Cały czas jednak traktuje mnie jak kolezankę, nigdy nie mówił niczego, co by
wskazywalo na jakieś skrywane uczucia do mnie. Ja z drugiej strony tez nic nie
mówię i nie sugeruje, bo obawiam sie jego reakcji. Ale raczej to nie jest objaw
zwykłej kolezeńskiej sympatii, przeciez mam wielu znajomych, z którymi raczej
nie rozmawia sie tak często. Nawet z własną siostrą nie gada sie przeciez
codziennie, o ile nie mieszka już w domu rodzinnym. Pamiętam ,ze jednego dnia
mnie nie bylo na gg, to potem następnego dnia, pytal gdzie się podziewalam!
A przeciez to tylko jeden dzień.Ja tez gdy nie gadam z nim choc raz dziennie,
czuje sie bardzo zle .Dzis jakos tak sie zgadalo na temat walentynek, nic mu nie
sugerowalam, on tez nie , zeby się spotkać.
Napisal tylko, ze jego wymarzoną patnerką bylaby dziewczyna o podobnym
spojrzeniu na swiat. Podobne okreslenie, pojawialo się w jednym z jego emaili
(tzn powiedzial, ze mamy podobny sposób postrzegania swiata)

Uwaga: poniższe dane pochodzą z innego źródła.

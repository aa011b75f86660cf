//! Telemetry configuration from environment variables.

use std::env;

/// Configuration of the log subscriber.
#[derive(Debug, Clone, PartialEq, Eq)]
pub struct TelemetryConfig {
    /// Service name attached to the startup event
    pub service_name: String,

    /// Log level filter (trace, debug, info, warn, error, or a directive list)
    pub log_level: String,

    /// Whether to write logs to the console at all
    pub console_output: bool,

    /// Whether to emit JSON formatted logs
    pub json_logs: bool,
}

impl Default for TelemetryConfig {
    fn default() -> Self {
        Self {
            service_name: "perun-rpc".to_string(),
            log_level: "info".to_string(),
            console_output: true,
            json_logs: false,
        }
    }
}

impl TelemetryConfig {
    /// Create configuration from environment variables.
    ///
    /// # Environment Variables
    ///
    /// - `PERUN_SERVICE_NAME`: Service name (default: perun-rpc)
    /// - `PERUN_LOG_LEVEL` or `RUST_LOG`: Log level (default: info)
    /// - `PERUN_CONSOLE_OUTPUT`: Enable console output (default: true)
    /// - `PERUN_JSON_LOGS`: Enable JSON logs (default: false)
    pub fn from_env() -> Self {
        Self::from_lookup(|key| env::var(key).ok())
    }

    /// Configuration for a named tool, log level still from the environment.
    pub fn for_service(service_name: &str) -> Self {
        Self {
            service_name: service_name.to_string(),
            ..Self::from_env()
        }
    }

    fn from_lookup(lookup: impl Fn(&str) -> Option<String>) -> Self {
        let defaults = Self::default();

        Self {
            service_name: lookup("PERUN_SERVICE_NAME").unwrap_or(defaults.service_name),

            log_level: lookup("PERUN_LOG_LEVEL")
                .or_else(|| lookup("RUST_LOG"))
                .unwrap_or(defaults.log_level),

            console_output: lookup("PERUN_CONSOLE_OUTPUT")
                .map(|v| v.to_lowercase() != "false" && v != "0")
                .unwrap_or(defaults.console_output),

            json_logs: lookup("PERUN_JSON_LOGS")
                .map(|v| v.to_lowercase() == "true" || v == "1")
                .unwrap_or(defaults.json_logs),
        }
    }
}
//! Error Classifier - maps failed exchanges to error envelopes.
//!
//! | Status   | Kind               | Recovery                            |
//! |----------|--------------------|-------------------------------------|
//! | 401, 403 | Unauthorized       | no                                  |
//! | 404      | NotFound           | no                                  |
//! | 500      | InternalError      | RecoverableTimeout past threshold   |
//! | 503      | ServiceUnavailable | no                                  |
//! | 0        | Aborted            | no                                  |
//! | other    | HttpStatus         | no                                  |
//!
//! A 500 is only treated as a proxy timeout when the call was registered for
//! recovery and has been running for at least the threshold. Below it the
//! 500 is a genuine server fault.

use std::time::Duration;

use crate::domain::error::{ErrorEnvelope, ErrorKind, SYNTHETIC_ERROR_ID};
use crate::domain::response::{unwrap_response, ParsedResponse, UnwrapError};

/// Default age at which a 500 is presumed to be a proxy timeout
pub const RECOVERY_THRESHOLD: Duration = Duration::from_secs(5 * 60);

/// Outcome of classifying a non-200 response
#[derive(Debug, Clone, PartialEq)]
pub enum Classification {
    /// Report this error to the caller
    Terminal(ErrorEnvelope),
    /// Keep waiting: poll for the pending request instead of failing
    RecoverableTimeout,
}

impl Classification {
    /// Kind of the terminal error, None for recoverable timeouts
    pub fn kind(&self) -> Option<ErrorKind> {
        match self {
            Classification::Terminal(error) => Some(error.kind),
            Classification::RecoverableTimeout => None,
        }
    }
}

/// Maps HTTP statuses and transport failures to error envelopes.
#[derive(Debug, Clone, Copy, PartialEq, Eq)]
pub struct ErrorClassifier {
    threshold: Duration,
}

impl ErrorClassifier {
    /// Classifier escalating 500s older than `threshold`
    pub fn new(threshold: Duration) -> Self {
        Self { threshold }
    }

    /// Escalation threshold
    pub fn threshold(&self) -> Duration {
        self.threshold
    }

    /// Classify a non-200 status.
    ///
    /// `recovery_elapsed` is the age of the call's pending request; pass
    /// `None` when recovery is disabled or no request is registered.
    pub fn classify_status(
        &self,
        status: u16,
        status_text: &str,
        recovery_elapsed: Option<Duration>,
    ) -> Classification {
        let envelope = match status {
            401 | 403 => ErrorEnvelope::new(
                ErrorKind::Unauthorized,
                status.to_string(),
                "Not Authorized",
                "You are not authorized to server. Your session might have expired. \
                 Please refresh the browser window to re-login.",
            ),
            404 => ErrorEnvelope::new(
                ErrorKind::NotFound,
                status.to_string(),
                "Not found",
                "Server is probably being restarted at the moment. Please try again later.",
            ),
            500 => {
                if recovery_elapsed.is_some_and(|elapsed| elapsed >= self.threshold) {
                    return Classification::RecoverableTimeout;
                }
                Self::internal_error()
            }
            503 => ErrorEnvelope::new(
                ErrorKind::ServiceUnavailable,
                status.to_string(),
                "Server Temporarily Unavailable",
                "Server is temporarily unavailable. Please try again later.",
            ),
            0 => ErrorEnvelope::new(
                ErrorKind::Aborted,
                status.to_string(),
                "Aborted",
                "Can't contact remote server, connection was lost.",
            ),
            _ => ErrorEnvelope::new(
                ErrorKind::HttpStatus,
                status.to_string(),
                status_text,
                format!(
                    "Server responded with HTTP error: {} - {}",
                    status, status_text
                ),
            ),
        };

        Classification::Terminal(envelope)
    }

    /// Envelope for a 500 that is not a recoverable timeout
    pub fn internal_error() -> ErrorEnvelope {
        ErrorEnvelope::new(
            ErrorKind::InternalError,
            "500",
            "ServerInternalError",
            "Server encounter internal error while processing your request. \
             Please report this error and retry.",
        )
    }

    /// Envelope for a request that never reached the server.
    ///
    /// A description that is itself an error object is passed through.
    pub fn transport_failure(&self, description: Option<&str>) -> ErrorEnvelope {
        let description = description.map(str::trim).filter(|d| !d.is_empty());
        let Some(description) = description else {
            return ErrorEnvelope::new(
                ErrorKind::TransportFailure,
                SYNTHETIC_ERROR_ID,
                "Cross-site request",
                "Cross-site request was blocked by browser.",
            );
        };

        match unwrap_response(description, None) {
            Ok(ParsedResponse::Error(error)) => error,
            _ => ErrorEnvelope::new(
                ErrorKind::TransportFailure,
                SYNTHETIC_ERROR_ID,
                "TransportFailure",
                description,
            ),
        }
    }

    /// Envelope for a 200 response whose body could not be parsed
    pub fn malformed(&self, error: &UnwrapError) -> ErrorEnvelope {
        ErrorEnvelope::new(
            ErrorKind::MalformedResponse,
            SYNTHETIC_ERROR_ID,
            "MalformedResponse",
            format!("Server response could not be parsed: {}", error),
        )
    }
}

impl Default for ErrorClassifier {
    fn default() -> Self {
        Self::new(RECOVERY_THRESHOLD)
    }
}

ale nic konkretnego poza tym nie powiedzial Wlasciwie to nie uzywamy swoich
imion, tylko pewnego rodzaju pieszczotliwe sformulowania, nie chcę tego pisać
teraz...
Co ja mam o nim sądzic, czy czuje do mnie cos wiecej, czy tylko mi sie tak
wydaje? Teraz to juz wpadam z jednej skrajności w drugą i nie mam pojęcia jak to
roztrzygnąć. Dodam, ze chłopak jest raczej nieśmialy i troszkę
zakompleksiony.Czasami wydaje mi się ,ze czuje do mnie cos wiecej, innym razem,
ze wrecz przeciwnie... Co wy o tym sądzicie? Naprawdę coraz trudniej mi sie zyje
w takim rozdarciu.
Dzięki za wszystkie rady
P.S> Chcialabym mu wyslać walentynkę, ale nie jestem pewna, czy go tym nie sploszę.